To: triumphs@autox.team.net, spitfires@autox.team.net
Subject: Bagpipe Gags, minimal LBC content
From: DANMAS@aol.com
Date: Tue, 4 May 1999 20:54:38 EDT
Listers,

A fairly common occurrence at a British car shows is the appearance of a 
Bagpipe player, so this is not altogether unrelated to the list topics. Just 
for the record, I'm one of the few who actually enjoys the sound of a 
Bagpipe, so no flames, please, from Bagpipe enthusiasts.
 ------------------------------------------------------
 Q. What's the difference between a bagpipe and an onion?
 A. No one cries when you chop up a bagpipe.
 -----------------------------------------------------
 Q. What's the difference between a bagpipe and a trampoline?
 A. You take off your shoes when you jump on a trampoline.
 -----------------------------------------------------
 Q. How can you tell a bagpiper with perfect pitch?
 A. He can throw a set into the middle of a pond and not hit
    any of the ducks.
 ------------------------------------------------------
 Q. How is playing a bagpipe like throwing a javelin blindfolded?
 A. You don't have to be very good to get people's attention.
 -----------------------------------------------------
 Q. What's the difference between a lawn mower and a bagpipe?
 A. You can tune the lawn mower. 
 -----------------------------------------------------
 Q. If you were lost in the woods, who would you trust for
    directions: an in-tune bagpipe player, an out-of-tune
    bagpipe player, or Santa Claus?
 A. The out-of-tune bagpipe player. The other two indicate you
     are hallucinating.
 -------------------------------------------------------
 Q. How do you make a chain saw sound like a bagpipe?
 A. Add vibrato.
 -------------------------------------------------------
 Q. What's the definition of a gentleman?
 A. Someone who knows how to play the bagpipe and doesn't.
 -------------------------------------------------------
 Q. What's the difference between a dead snake in the road and
     a dead bagpiper in the road?
 A. Skid marks in front of the snake.
 ------------------------------------------------------
 Q. What's the difference between a dead bagpiper in the road
     and a dead country singer in the road?
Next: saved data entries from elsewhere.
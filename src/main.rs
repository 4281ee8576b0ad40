use std::fs::{self, OpenOptions};
use std::path::{Path, PathBuf};
use std::sync::Arc;

use anyhow::{bail, Context, Result};
use clap::{Parser, Subcommand};
use tokio::io::{AsyncRead, AsyncWrite};
use tokio::net::TcpStream;

use tether::cache::LargeObjectCache;
use tether::comm::line::{self, LinePeer};
use tether::comm::local::{self, LocalWorker};
use tether::comm::{Outcome, StartRequest};
use tether::instrument::instrument_source;
use tether::script::ast::StmtKind;
use tether::script::unparse::unparse_module;
use tether::script::{EntryPoint, HOOK_NAME};
use tether::{util, value, Config, Registry, RunnerHost, RunnerSettings};

/// Run workflow scripts as durable, replayable workflows
#[derive(Parser)]
#[command(version, about, long_about = None)]
struct Cli {
    /// Data directory (defaults to ~/.tether)
    #[arg(long, global = true, env = "TETHER_DATA_DIR")]
    data_dir: Option<PathBuf>,

    /// Config file (defaults to <data-dir>/config.toml)
    #[arg(long, global = true)]
    config: Option<PathBuf>,

    /// Log to stderr instead of the log file
    #[arg(long, global = true)]
    log_stderr: bool,

    #[command(subcommand)]
    command: Commands,
}

#[derive(Subcommand)]
enum Commands {
    /// Serve sessions for a worker over the line protocol
    Worker {
        /// Worker TCP address (stdin/stdout when neither this nor the config sets one)
        #[arg(short, long)]
        address: Option<String>,

        /// Directory holding the workflow code
        #[arg(short, long)]
        code_dir: Option<PathBuf>,
    },
    /// Run one session locally, executing every activity in-process
    Run {
        /// Entry point, `path/to/file.flow:function`
        entry_point: String,

        /// Event passed to the entry function, as JSON
        #[arg(short, long)]
        event: Option<String>,

        /// Directory holding the workflow code
        #[arg(short, long)]
        code_dir: Option<PathBuf>,
    },
    /// Print a workflow file with every call routed through the hook
    Instrument {
        file: PathBuf,
    },
    /// Parse and instrument an entry point without running it
    Check {
        entry_point: String,

        #[arg(short, long)]
        code_dir: Option<PathBuf>,
    },
}

#[tokio::main]
async fn main() -> Result<()> {
    let cli = Cli::parse();
    util::init_data_dir(cli.data_dir.clone());
    init_logging(cli.log_stderr)?;

    match cli.command {
        Commands::Instrument { file } => instrument_file(&file),
        Commands::Check {
            entry_point,
            code_dir,
        } => {
            let code_dir = match code_dir {
                Some(dir) => dir,
                None => load_config(cli.config.as_deref())?.code_dir,
            };
            check(&code_dir, &entry_point)
        }
        Commands::Run {
            entry_point,
            event,
            code_dir,
        } => {
            let mut config = load_config(cli.config.as_deref())?;
            if let Some(dir) = code_dir {
                config = config.with_code_dir(dir);
            }
            run(config, entry_point, event).await
        }
        Commands::Worker { address, code_dir } => {
            let mut config = load_config(cli.config.as_deref())?;
            if let Some(dir) = code_dir {
                config = config.with_code_dir(dir);
            }
            if let Some(address) = address {
                config = config.with_worker_address(address);
            }
            serve_worker(config).await
        }
    }
}

fn init_logging(log_stderr: bool) -> Result<()> {
    let filter = tracing_subscriber::EnvFilter::from_default_env()
        .add_directive(tracing::Level::INFO.into());

    if log_stderr {
        tracing_subscriber::fmt()
            .with_env_filter(filter)
            .with_writer(std::io::stderr)
            .init();
        return Ok(());
    }

    // Log to file (~/.tether/logs/tether.log); stdout may carry the protocol
    fs::create_dir_all(util::logs_dir())?;
    let log_file = OpenOptions::new()
        .create(true)
        .append(true)
        .open(util::log_file_path())?;
    tracing_subscriber::fmt()
        .with_env_filter(filter)
        .with_writer(log_file)
        .with_ansi(false)
        .init();
    Ok(())
}

fn load_config(path: Option<&Path>) -> Result<Config> {
    let config = match path {
        Some(path) => Config::load_from(path)?,
        None => Config::load()?,
    };
    Ok(config)
}

fn build_host(config: &Config, worker: Arc<dyn tether::Worker>) -> Result<RunnerHost> {
    let registry = Registry::with_defaults().context("bundled registry is invalid")?;
    registry.extend(&config.registry);
    let cache = LargeObjectCache::open(&config.cache_dir, config.cache_threshold)?;

    let mut settings = RunnerSettings::new(&config.code_dir);
    settings.start_timeout = config.start_timeout;
    settings.cache = Some(Arc::new(cache));
    Ok(RunnerHost::new(worker, Arc::new(registry), settings))
}

async fn serve_worker(config: Config) -> Result<()> {
    let (reader, writer): (
        Box<dyn AsyncRead + Send + Unpin>,
        Box<dyn AsyncWrite + Send + Unpin>,
    ) = match &config.worker_address {
        Some(address) => {
            let stream = TcpStream::connect(address)
                .await
                .with_context(|| format!("failed to connect to worker at {address}"))?;
            tracing::info!(address = %address, "Connected to worker");
            let (r, w) = stream.into_split();
            (Box::new(r), Box::new(w))
        }
        None => {
            tracing::info!("Serving worker on stdin/stdout");
            (Box::new(tokio::io::stdin()), Box::new(tokio::io::stdout()))
        }
    };

    let peer = LinePeer::new(writer);
    let host = build_host(&config, Arc::new(peer.clone()))?;
    line::serve(reader, peer, Arc::new(host)).await?;
    Ok(())
}

async fn run(config: Config, entry_point: String, event: Option<String>) -> Result<()> {
    let event = match event {
        Some(raw) => {
            let json: serde_json::Value =
                serde_json::from_str(&raw).context("--event is not valid JSON")?;
            value::json::from_json(&json)
        }
        None => value::Value::Nothing,
    };

    let (worker, events) = LocalWorker::new();
    let host = build_host(&config, worker)?;
    let start = StartRequest {
        runner_id: uuid::Uuid::new_v4().to_string(),
        entry_point,
        event,
    };
    match local::drive(&host, events, start).await? {
        Outcome::Value(result) => {
            if !result.is_nothing() {
                println!(
                    "{}",
                    serde_json::to_string_pretty(&value::json::to_json(&result))?
                );
            }
            Ok(())
        }
        Outcome::Error(report) => {
            eprintln!("{}", report.into_script_error().render());
            std::process::exit(1);
        }
    }
}

fn instrument_file(file: &Path) -> Result<()> {
    let source =
        fs::read_to_string(file).with_context(|| format!("cannot read {}", file.display()))?;
    let name = file
        .file_stem()
        .map(|s| s.to_string_lossy().to_string())
        .unwrap_or_else(|| "main".to_string());
    let module = instrument_source(&source, &name, &file.display().to_string(), HOOK_NAME)
        .with_context(|| format!("syntax error in {}", file.display()))?;
    print!("{}", unparse_module(&module));
    Ok(())
}

fn check(code_dir: &Path, entry_point: &str) -> Result<()> {
    let entry = EntryPoint::parse(entry_point)?;
    let path = code_dir.join(&entry.file);
    let source =
        fs::read_to_string(&path).with_context(|| format!("cannot read {}", path.display()))?;
    let module = instrument_source(&source, &entry.module, &path.display().to_string(), HOOK_NAME)
        .with_context(|| format!("syntax error in {}", path.display()))?;
    let defined = module
        .body
        .iter()
        .any(|stmt| matches!(&stmt.kind, StmtKind::Def(def) if def.name == entry.function));
    if !defined {
        bail!(
            "{} does not define a top-level function '{}'",
            entry.file.display(),
            entry.function
        );
    }
    println!("ok: {entry_point}");
    Ok(())
}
 A. The country singer may have been on the way to a recording
     session.
 ------------------------------------------------------
 Q. What's the range of a bagpipe?
 A. Twenty yards if you have a good arm.
 ----------------------------------------------------
 Q. Why are bagpiper's fingers like lightning?
 A. They rarely strike the same spot twice.
 -----------------------------------------------------
 Q. How can you tell if a bagpipe is out of tune?
 A. Someone is blowing into it.
 -----------------------------------------------------
 Q. What do you call ten bagpipes at the bottom of the ocean?
 A. A good start.
 ------------------------------------------------------
 Q. Why do bagpipers walk when they play?
 A. To get away from the sound.
 ------------------------------------------------------
 Q. What's the definition of "optimism"
 A. A bagpiper with a beeper.
 -----------------------------------------------
 Q. Did you hear the one about the bagpiper who parked his 
      car with the windows open, forgetting that he had left his 
     bagpipes in the back seat?
  A. He rushed back as soon as he realized it, but it was too
      late -- someone had already put another set of bagpipes in the
      car!
 *************************************
Name withheld out of fear of reprisal!